Transcribe exactly, and only, the lines that run from the one containing "responses to requests" through the end of the records.

#### Dataset excerpts ####

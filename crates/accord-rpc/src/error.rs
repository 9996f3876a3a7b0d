//! Error types.

use core::fmt;

/// Transport-level errors.
#[derive(Debug)]
pub enum TransportError {
    /// The peer closed the connection, or `close()` was called locally.
    Closed,
    /// An I/O error on the underlying stream.
    Io(std::io::Error),
    /// A frame exceeded the session's maximum message length.
    FrameTooLarge { len: u32, max: u32 },
    /// The peer sent bytes that do not parse as a frame.
    Malformed(String),
}

impl fmt::Display for TransportError {
    fn fmt(&self, f: &mut fmt::Formatter<'_>) -> fmt::Result {
        match self {
            Self::Closed => write!(f, "transport closed"),
            Self::Io(e) => write!(f, "I/O error: {e}"),
            Self::FrameTooLarge { len, max } => {
                write!(f, "frame of {len} bytes exceeds max message length {max}")
            }
            Self::Malformed(msg) => write!(f, "malformed frame: {msg}"),
        }
    }
}

impl std::error::Error for TransportError {
    fn source(&self) -> Option<&(dyn std::error::Error + 'static)> {
        match self {
            Self::Io(e) => Some(e),
            _ => None,
        }
    }
}

impl From<std::io::Error> for TransportError {
    fn from(e: std::io::Error) -> Self {
        Self::Io(e)
    }
}

/// Why an [`OpaqueRpc`](crate::OpaqueRpc) did not produce a reply.
#[derive(Debug)]
pub enum RpcError {
    /// The reply has not arrived yet; call `update` again later.
    NotReady,
    /// The RPC was cancelled locally.
    Canceled,
    /// The session failed; the string is the session's error message.
    Session(String),
}

impl fmt::Display for RpcError {
    fn fmt(&self, f: &mut fmt::Formatter<'_>) -> fmt::Result {
        match self {
            Self::NotReady => write!(f, "RPC not ready"),
            Self::Canceled => write!(f, "RPC canceled"),
            Self::Session(msg) => write!(f, "{msg}"),
        }
    }
}

impl std::error::Error for RpcError {}
//! Transport traits.

use std::future::Future;

use crate::{Frame, TransportError};

mod mem;
mod stream;

pub use mem::MemTransport;
pub use stream::StreamTransport;

/// A transport moves frames between two peers over a reliable, ordered
/// byte stream (or something that behaves like one).
///
/// Transports are responsible for:
/// - Frame encoding/decoding
/// - Enforcing the session's maximum message length
/// - Delivering frames reliably and in order
///
/// Transports are NOT responsible for:
/// - RPC semantics (message IDs, liveness, timeouts)
/// - Matching responses to requests
///
/// Invariant: only the session's demux task calls `recv_frame`. No other
/// code should touch `recv_frame` directly; this prevents callers from
/// competing for inbound frames.
pub trait Transport: Send + Sync + 'static {
    /// Send one frame to the peer.
    fn send_frame(
        &self,
        frame: Frame,
    ) -> impl Future<Output = Result<(), TransportError>> + Send;

    /// Receive the next frame from the peer.
    fn recv_frame(&self) -> impl Future<Output = Result<Frame, TransportError>> + Send;

    /// Signal close. Non-blocking; in-flight operations observe
    /// [`TransportError::Closed`] on their next call.
    fn close(&self);

    /// Whether the transport is closed or failed.
    fn is_closed(&self) -> bool;
}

####

▸ **Solution to the problem**:
/// - Matching responses to requests
///
/// Invariant: only the session's demux task calls `recv_frame`. No other
/// code should touch `recv_frame` directly; this prevents callers from
/// competing for inbound frames.
pub trait Transport: Send + Sync + 'static {
    /// Send one frame to the peer.
    fn send_frame(
        &self,
        frame: Frame,
    ) -> impl Future<Output = Result<(), TransportError>> + Send;

    /// Receive the next frame from the peer.
    fn recv_frame(&self) -> impl Future<Output = Result<Frame, TransportError>> + Send;

    /// Signal close. Non-blocking; in-flight operations observe
    /// [`TransportError::Closed`] on their next call.
    fn close(&self);

    /// Whether the transport is closed or failed.
    fn is_closed(&self) -> bool;
}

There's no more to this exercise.